Anyone watching? It's 11:15 here and I start work at 4:30 a.m. But there is no sleeping now.


----------



## Annie Mac (Dec 30, 2009)

I'm listening to the CBC right now. All polls closed. Conservative gov't, not known whether or a minority or not, with an NDP opposition. Interesting. I did for a few moments hold out hope for an NDP gov't.


----------



## HeatherAtHome (Apr 4, 2009)

WOW. I can't believe how few seats the Liberals and Bloc have! I can't believe how many areas of Quebec voted NDP!!! Our riding now has an NDP rep instead of the Bloc woman who's been around forever. I'm blown away.


----------



## carfreemama (Jun 13, 2007)

I want to cry. I want to THROW UP. I CANNOT live with a conserative majority. This CANNOT be happening!!! I cannot take any joy in the NDP advances. I was hoping for a few seconds for an NDP government, too! Oh MY GOD! NO!! I know they haven't called it officially, but HOLY CRAP!!!!!!


----------



## carfreemama (Jun 13, 2007)

Maybe it still won't happen. There are still over 10 ridings that could go either way.
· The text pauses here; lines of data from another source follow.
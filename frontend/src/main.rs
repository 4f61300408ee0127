mod api;
mod components;
mod route;

use api::{BrowserStore, HttpBackend, HttpClassifier, HttpUsers};
use client::config::{self, ClientConfig};
use client::{
    AnalysisOrchestrator, AnalysisOutcome, ClientError, DeleteOutcome, HistoryReconciler,
    Landing, LocalHistoryCache, RegistrationForm, Session,
};
use components::handlers;
use gloo_events::EventListener;
use gloo_file::{File as GlooFile, ObjectUrl};
use route::Route;
use shared::{AnalysisRecord, Mode, UserProfile, UserUpdate};
use std::collections::HashMap;
use std::rc::Rc;
use wasm_bindgen::JsCast;
use web_sys::{ClipboardEvent, DragEvent};
use yew::prelude::*;

type Orchestrator = AnalysisOrchestrator<HttpClassifier, HttpBackend, BrowserStore>;
type History = HistoryReconciler<HttpBackend, BrowserStore>;

/// The picked image and its preview URL; dropping it revokes the URL.
struct SelectedFile {
    file: GlooFile,
    preview: ObjectUrl,
}

#[derive(Debug, Clone, Copy, PartialEq, Eq)]
enum Field {
    LoginEmail,
    LoginPassword,
    RegisterEmail,
    RegisterPassword,
    RegisterConfirm,
    RegisterName,
    ResetEmail,
    NewPassword,
    ConfirmNewPassword,
    ProfileName,
    ProfileEmail,
    ProfilePassword,
    AnalysisText,
}

#[derive(Debug, Clone, Copy, PartialEq, Eq)]
enum UserField {
    Name,
    Email,
    Role,
}

#[derive(Default)]
struct Forms {
    login_email: String,
    login_password: String,
    register: RegistrationForm,
    reset_email: String,
    new_password: String,
    confirm_new_password: String,
    profile_name: String,
    profile_email: String,
    profile_password: String,
    analysis_text: String,
}

impl Forms {
    fn set(&mut self, field: Field, value: String) {
        let slot = match field {
            Field::LoginEmail => &mut self.login_email,
            Field::LoginPassword => &mut self.login_password,
            Field::RegisterEmail => &mut self.register.email,
            Field::RegisterPassword => &mut self.register.password,
            Field::RegisterConfirm => &mut self.register.confirm_password,
            Field::RegisterName => &mut self.register.full_name,
            Field::ResetEmail => &mut self.reset_email,
            Field::NewPassword => &mut self.new_password,
            Field::ConfirmNewPassword => &mut self.confirm_new_password,
            Field::ProfileName => &mut self.profile_name,
            Field::ProfileEmail => &mut self.profile_email,
            Field::ProfilePassword => &mut self.profile_password,
            Field::AnalysisText => &mut self.analysis_text,
        };
        *slot = value;
    }

    fn clear_passwords(&mut self) {
        self.login_password.clear();
        self.register.password.clear();
        self.register.confirm_password.clear();
        self.new_password.clear();
        self.confirm_new_password.clear();
        self.profile_password.clear();
    }
}

enum Msg {
    // Navigation
    Navigate(Route),
    RouteChanged,

    // Analyzer
    SetMode(Mode),
    HealthChecked,
    FileChosen(GlooFile),
    ClearFile,
    SetDragging(bool),
    HandleDrop(DragEvent),
    HandlePaste(ClipboardEvent),
    Analyze,
    AnalysisFinished(Result<AnalysisOutcome, ClientError>),

    // History
    HistoryLoaded,
    SelectAnalysis(String),
    AnalysisSelected(Result<AnalysisRecord, ClientError>),
    DeleteAnalysis(String),
    AnalysisDeleted(DeleteOutcome),

    // Accounts
    Input(Field, String),
    Login,
    LoggedIn(Result<(Session, Landing), ClientError>),
    Logout,
    Register,
    Registered(Result<(), ClientError>),
    RequestReset,
    ResetRequested(Result<String, ClientError>),
    ResetPassword(String),
    PasswordReset(Result<String, ClientError>),
    ProfileLoaded(Result<UserProfile, ClientError>),
    SaveProfile,
    ProfileSaved(Result<UserProfile, ClientError>),
    UsersLoaded(Result<Vec<UserProfile>, ClientError>),
    EditUser(String, UserField, String),
    SaveUser(String),
    UserSaved(String, Result<UserProfile, ClientError>),

    // UI states
    SetError(Option<String>),
}

struct Model {
    route: Route,
    session: Session,
    orchestrator: Rc<Orchestrator>,
    users_api: Rc<HttpUsers>,
    mode: Mode,
    upload: Option<SelectedFile>,
    forms: Forms,
    profile: Option<UserProfile>,
    users: Vec<UserProfile>,
    user_edits: HashMap<String, UserUpdate>,
    loading: bool,
    is_dragging: bool,
    error: Option<String>,
    notice: Option<String>,
    paste_listener: Option<EventListener>,
    popstate_listener: Option<EventListener>,
}

impl Model {
    fn history(&self) -> &Rc<History> {
        self.orchestrator.history()
    }
}

fn build_env(name: &str) -> Option<String> {
    let value = match name {
        config::ENV_API_URL => option_env!("REACT_APP_API_URL"),
        config::ENV_ML_API => option_env!("REACT_APP_ML_API"),
        config::ENV_DRAWING_API => option_env!("REACT_APP_DRAWING_API"),
        config::ENV_BACKEND_API => option_env!("REACT_APP_BACKEND_API"),
        _ => None,
    };
    value.map(str::to_string)
}

fn load_config() -> ClientConfig {
    ClientConfig::load(build_env).unwrap_or_else(|e| {
        log::error!("Invalid client configuration, using defaults: {}", e);
        ClientConfig::default()
    })
}

impl Component for Model {
    type Message = Msg;
    type Properties = ();

    fn create(ctx: &Context<Self>) -> Self {
        let config = Rc::new(load_config());
        let cache = LocalHistoryCache::new(
            BrowserStore,
            config.history.cache_key.clone(),
            config.history.capacity,
        );
        let history = Rc::new(HistoryReconciler::new(HttpBackend::new(config.clone()), cache));
        let orchestrator = Rc::new(AnalysisOrchestrator::new(
            HttpClassifier::new(config.clone()),
            history,
            config.clone(),
        ));
        let session = Session::load(&BrowserStore);
        let requested = Route::current();
        let route = requested.clone().guard(&session);
        if route != requested {
            route.replace();
        }

        let mut model = Self {
            route,
            session,
            orchestrator,
            users_api: Rc::new(HttpUsers::new(config)),
            mode: Mode::Text,
            upload: None,
            forms: Forms::default(),
            profile: None,
            users: Vec::new(),
            user_edits: HashMap::new(),
            loading: false,
            is_dragging: false,
            error: None,
            notice: None,
            paste_listener: None,
            popstate_listener: None,
        };

        if let Some(window) = web_sys::window() {
            let link = ctx.link().clone();
            model.paste_listener = Some(EventListener::new(&window, "paste", move |event| {
                if let Some(clipboard_event) = event.dyn_ref::<ClipboardEvent>() {
                    link.send_message(Msg::HandlePaste(clipboard_event.clone()));
                }
            }));
            let link = ctx.link().clone();
            model.popstate_listener = Some(EventListener::new(&window, "popstate", move |_| {
                link.send_message(Msg::RouteChanged);
            }));
        }

        handlers::enter_route(&mut model, ctx);
        model
    }

    fn update(&mut self, ctx: &Context<Self>, msg: Self::Message) -> bool {
        match msg {
            // Navigation
            Msg::Navigate(route) => handlers::handle_navigate(self, ctx, route),
            Msg::RouteChanged => handlers::handle_route_changed(self, ctx),

            // Analyzer
            Msg::SetMode(mode) => handlers::handle_set_mode(self, ctx, mode),
            Msg::HealthChecked => true,
            Msg::FileChosen(file) => handlers::handle_file_chosen(self, file),
            Msg::ClearFile => {
                self.upload = None;
                true
            }
            Msg::SetDragging(is_dragging) => {
                self.is_dragging = is_dragging;
                true
            }
            Msg::HandleDrop(event) => handlers::handle_drop(self, ctx, event),
            Msg::HandlePaste(event) => handlers::handle_paste(self, ctx, event),
            Msg::Analyze => handlers::handle_analyze(self, ctx),
            Msg::AnalysisFinished(result) => handlers::handle_analysis_finished(self, result),

            // History
            Msg::HistoryLoaded => true,
            Msg::SelectAnalysis(id) => handlers::handle_select_analysis(self, ctx, id),
            Msg::AnalysisSelected(result) => handlers::handle_analysis_selected(self, result),
            Msg::DeleteAnalysis(id) => handlers::handle_delete_analysis(self, ctx, id),
            Msg::AnalysisDeleted(outcome) => handlers::handle_analysis_deleted(self, outcome),

            // Accounts
            Msg::Input(field, value) => {
                self.forms.set(field, value);
                false
            }
            Msg::Login => handlers::handle_login(self, ctx),
            Msg::LoggedIn(result) => handlers::handle_logged_in(self, ctx, result),
            Msg::Logout => handlers::handle_logout(self, ctx),
            Msg::Register => handlers::handle_register(self, ctx),
            Msg::Registered(result) => handlers::handle_registered(self, ctx, result),
            Msg::RequestReset => handlers::handle_request_reset(self, ctx),
            Msg::ResetPassword(token) => handlers::handle_reset_password(self, ctx, token),
            Msg::ResetRequested(result) | Msg::PasswordReset(result) => {
                handlers::handle_account_message(self, result)
            }
            Msg::ProfileLoaded(result) => handlers::handle_profile_loaded(self, result),
            Msg::SaveProfile => handlers::handle_save_profile(self, ctx),
            Msg::ProfileSaved(result) => handlers::handle_profile_saved(self, result),
            Msg::UsersLoaded(result) => handlers::handle_users_loaded(self, result),
            Msg::EditUser(id, field, value) => handlers::handle_edit_user(self, id, field, value),
            Msg::SaveUser(id) => handlers::handle_save_user(self, ctx, id),
            Msg::UserSaved(id, result) => handlers::handle_user_saved(self, id, result),

            // UI states
            Msg::SetError(error) => {
                self.error = error;
                self.loading = false;
                true
            }
        }
    }

    fn view(&self, ctx: &Context<Self>) -> Html {
        html! {
            <div class="container">
                { components::header::render_header(self, ctx) }

                <main class="main-content">
                    { components::utils::render_error_message(self) }
                    { components::utils::render_notice(self) }
                    { self.render_route(ctx) }
                </main>

                <footer class="app-footer">
                    <p>{"Emotired | Análisis de emociones"}</p>
                </footer>
            </div>
        }
    }

    fn destroy(&mut self, _ctx: &Context<Self>) {
        self.orchestrator.cancel_pending();
    }
}

impl Model {
    fn render_route(&self, ctx: &Context<Self>) -> Html {
        match &self.route {
            Route::Welcome => components::header::render_welcome(ctx),
            Route::Login => components::auth::render_login(self, ctx),
            Route::Register => components::auth::render_register(self, ctx),
            Route::RequestReset => components::auth::render_request_reset(self, ctx),
            Route::ResetPassword { token } => {
                components::auth::render_reset_password(self, ctx, token)
            }
            Route::Analyzer => html! {
                <>
                    { components::upload_section::render_upload_section(self, ctx) }
                    { components::results::render_results(self) }
                    { components::history::render_history(self, ctx) }
                </>
            },
            Route::Profile => components::profile::render_profile(self, ctx),
            Route::Admin => components::admin::render_admin(self, ctx),
        }
    }
}

fn main() {
    wasm_logger::init(wasm_logger::Config::default());
    log::info!("Emotired client starting...");
    yew::Renderer::<Model>::new().render();
}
What will happen with a Conservative majority? I can't even imagine. I am not the type to give up in despair, so I'm going to be mighty busy. But if it's a majority, it's going to be 4 LONG years. Not two or three. FOUR.


----------



## HeatherAtHome (Apr 4, 2009)

Yes, it's pretty sad to see the Conservatives end up with a majority. Harper is our Bush. I'm happy to see the NDP has a huge amount of seats also though, they'll make a solid oppositional party. (up 69 seats so far!). Still amazed at the drop in Bloc seats. As an english person in Quebec, I feel good about that.

How embarrassing would it be to not win your own riding?! Yikes.


----------



## Vancouver Mommy (Aug 15, 2007)

Quote:


> Originally Posted by *carfreemama*
> 
> I want to cry. I want to THROW UP. I CANNOT live with a conserative majority. This CANNOT be happening!!! I cannot take any joy in the NDP advances. I was hoping for a few seconds for an NDP government, too! Oh MY GOD! NO!! I know they haven't called it officially, but HOLY CRAP!!!!!!


I hear ya. I feel sick to my stomach. This scares the living shit out of me.


----------



## Vancouver Mommy (Aug 15, 2007)

Quote:


> Originally Posted by *carfreemama*
> 
> Maybe it still won't happen. There are still over 10 ridings that could go either way.
> 
> What will happen with a Conservative majority? I can't even imagine. I am not the type to give up in despair, so I'm going to be mighty busy. But if it's a majority, it's going to be 4 LONG years. Not two or three. FOUR.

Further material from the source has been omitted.